Alerted by her biographer Nathan Hobby to the 50th anniversary of the death of Australia’s ‘world famous revolutionary authoress’ Katharine Susannah Prichard (1883-1969), I’ve commemorated the event by reading one of her short stories at Trove. Published in The Bulletin (Vol 28, No 1405, 17 Jan 1907) ‘The Kid’ is a gothic bush story, and Nathan thinks it’s the best of her early work.
In 2000 words, KSP tells the poignant story of an unloved child, nameless and deprived of all consolation. She conveys the child’s life through the characterisation of her parents: The Kid’s only friend, a young stockman called Ben, tells the parson that McDonald, her father is a brute, and that her stepmother Leeze hates her. Too often Ben has seen her driving cows on the range in every weather —storms, mists, snow—barefoot, and red an’ blue with cold, drenched and hungry. He has sheltered her in his rudimentary way when she has come to him covered in bruises. He has fed her, and let her sleep by the fire, troubled by the way that she didn’t cry as children usually do.
Now it is Ben who sounds the alert when the Kid goes missing. She had come to him, deeply troubled when Leeze’s babe had died. In the grinding harshness of her life, this baby was her sole solace, as she lavished on it the love she had never had herself:
The Kid learned how to make him chuckle and crow, make his eyes twinkle up and the soft cheeks dimple. She often stole him away when she was minding cows on the hills.

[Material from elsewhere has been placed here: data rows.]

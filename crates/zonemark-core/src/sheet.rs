//! Raw grid read from a spreadsheet file

use crate::address::CellAddress;
use crate::color::ColorKey;
use crate::error::{Error, Result};
use crate::zone::Bounds;
use std::collections::BTreeMap;

/// Content and normalized fill color of one grid position
#[derive(Debug, Clone, PartialEq, Eq, Default)]
pub struct GridCell {
    /// Display text (empty for blank cells)
    pub value: String,
    /// Fill color, `None` when unfilled or unresolvable
    pub color: Option<ColorKey>,
}

/// A single worksheet grid
///
/// Cells are stored sparsely, keyed by 1-based `(row, col)`, so iteration is
/// row-major.
#[derive(Debug, Clone, Default)]
pub struct Sheet {
    name: String,
    cells: BTreeMap<(u32, u32), GridCell>,
    merges: Vec<Bounds>,
    max_row: u32,
    max_col: u32,
}

impl Sheet {
    /// Create an empty sheet
    pub fn new<S: Into<String>>(name: S) -> Self {
        Self {
            name: name.into(),
            ..Default::default()
        }
    }

    /// Sheet name
    pub fn name(&self) -> &str {
        &self.name
    }

    /// Set (or replace) the cell at `row`, `col`
    pub fn set_cell<S: Into<String>>(&mut self, row: u32, col: u32, value: S, color: Option<ColorKey>) {
        self.max_row = self.max_row.max(row);
        self.max_col = self.max_col.max(col);
        self.cells.insert(
            (row, col),
            GridCell {
                value: value.into(),
                color,
            },
        );
    }

    /// Set a cell by A1 address
    pub fn set_cell_a1<S: Into<String>>(&mut self, address: &str, value: S, color: Option<ColorKey>) -> Result<()> {
        let addr = CellAddress::parse(address)?;
        self.set_cell(addr.row, addr.col, value, color);
        Ok(())
    }

    /// Get the cell at `row`, `col`
    pub fn get_cell(&self, row: u32, col: u32) -> Option<&GridCell> {
        self.cells.get(&(row, col))
    }

    /// Iterate over stored cells in row-major order
    pub fn iter_cells(&self) -> impl Iterator<Item = (CellAddress, &GridCell)> {
        self.cells
            .iter()
            .map(|(&(row, col), cell)| (CellAddress::new(row, col), cell))
    }

    /// Number of stored cells
    pub fn cell_count(&self) -> usize {
        self.cells.len()
    }

    /// Check if the sheet has no cells
    pub fn is_empty(&self) -> bool {
        self.cells.is_empty()
    }

    /// Record a merged range
    pub fn add_merge(&mut self, range: Bounds) {
        self.merges.push(range);
    }

    /// Merged ranges in the order they were recorded
    pub fn merges(&self) -> &[Bounds] {
        &self.merges
    }

    /// Merged range covering `row`, `col`, if any
    pub fn merge_at(&self, row: u32, col: u32) -> Option<&Bounds> {
        self.merges.iter().find(|m| m.contains(row, col))
    }

    /// Largest row and column holding a cell, `(0, 0)` when empty
    pub fn dimensions(&self) -> (u32, u32) {
        (self.max_row, self.max_col)
    }
}

/// Sheets read from one file, in workbook order
#[derive(Debug, Clone, Default)]
pub struct Workbook {
    sheets: Vec<Sheet>,
}

impl Workbook {
    /// Create an empty workbook
    pub fn new() -> Self {
        Self::default()
    }

    /// Append a sheet
    pub fn add_sheet(&mut self, sheet: Sheet) {
        self.sheets.push(sheet);
    }

    /// Number of sheets
    pub fn sheet_count(&self) -> usize {
        self.sheets.len()
    }

    /// Check if the workbook has no sheets
    pub fn is_empty(&self) -> bool {
        self.sheets.is_empty()
    }

    /// Get a sheet by index
    pub fn sheet(&self, index: usize) -> Option<&Sheet> {
        self.sheets.get(index)
    }

    /// Get a sheet by name
    pub fn sheet_by_name(&self, name: &str) -> Option<&Sheet> {
        self.sheets.iter().find(|s| s.name() == name)
    }

    /// Sheet names in workbook order
    pub fn sheet_names(&self) -> Vec<&str> {
        self.sheets.iter().map(|s| s.name()).collect()
    }

    /// Iterate over all sheets
    pub fn sheets(&self) -> impl Iterator<Item = &Sheet> {
        self.sheets.iter()
    }

    /// Take one sheet out of the workbook, the first one when `name` is `None`
    pub fn into_sheet(self, name: Option<&str>) -> Result<Sheet> {
        match name {
            Some(name) => self
                .sheets
                .into_iter()
                .find(|s| s.name() == name)
                .ok_or_else(|| Error::SheetNotFound(name.to_string())),
            None => self
                .sheets
                .into_iter()
                .next()
                .ok_or_else(|| Error::SheetNotFound("<first sheet>".to_string())),
        }
    }
}

impl FromIterator<Sheet> for Workbook {
    fn from_iter<I: IntoIterator<Item = Sheet>>(iter: I) -> Self {
        Self {
            sheets: iter.into_iter().collect(),
        }
    }
}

Hours long, they frolicked together in the bush of the hills and in the long meadowy paddocks. She crooned him to sleep with wild unmusical lulling tones, lavishing love and tenderness on the neglected thing—the love and tenderness, savage and untaught, that is instinct.
She is too young and ignorant to know what death is, but she knows what their time together meant to both of them:
“They deaded him!” said the Kid obstinately; “’n’ if his inside’s gone away, so’s there ain’t only the outside of ’im left, ’e can’t go rollin’ in the grass when the daisies is out. ’E can t pluck the gold-tops, or go after the cows with me; ’n’ he liked it! ”
“Oh !” she wailed, bitterly, “ ‘n’ ‘e liked it. ’E pulled me ’air, ’n’ I seed the peepin’ black eyes of ’im in the grass ! We’d be squallin’ ’nd yellin’ all the day ; ’n’ I’d take ’im home poddy-back. They sha’n’t put ’im in a hole ‘n’ cover ’im up with dirt.”
She had overheard the parents arguing about the burial. She fled to Ben with the body, anxious about God’s plans for the dead baby because the parson has told her that God gets ’em.
“Y’re a pag’n, Kid ! ” he said. “ ’E don’t want yer babe till he’s dead. Folks have been stuffin’ yer with bogey-yarns—ter scare yer, I reck’n.” He paused in the afternoon sunshine, sat on his leg a moment, and swept the heavy sweat from his forehead.
“When a man’s dead, something that was him goes. The outside’s the same. Something inside of him is taken away. The rest’s most-ways what’s called a mystery! That’s a bit to scare yer, too. It’s like gettin’ bushed in a fog, Kid, to think about. You go along with the first man that says ’e cen put yer ou the right track. The red-haired parson says, when a man dies, if e sings ’n’ prays, ’e goes straight to is happy home in ’eaven. Father Shaunessy says ’e camps a bit, this side in Purgat’ry. His friends mostly say e goes to Hell straight. There’s another gent what says ’e don’t go ’t all, says ’e stays in the earth n rots, ’n’ that’s all. Go fast, go slow, go anyhow, ’n’ don’t go’t all—there’s some as says that’s what happens when yer die.”
The Kid kept her arm tight clasped about the red-flannel shawl. She pressed it to her. Her thought of it was too intense to follow Ben’s theological preamble.
It’s only when Ben realises what she is holding in her arms that it dawns on him that her questions are more than theoretical. In his alarm, he tries to tell her a comforting lie about parents that he knows are not at all like ‘most people’.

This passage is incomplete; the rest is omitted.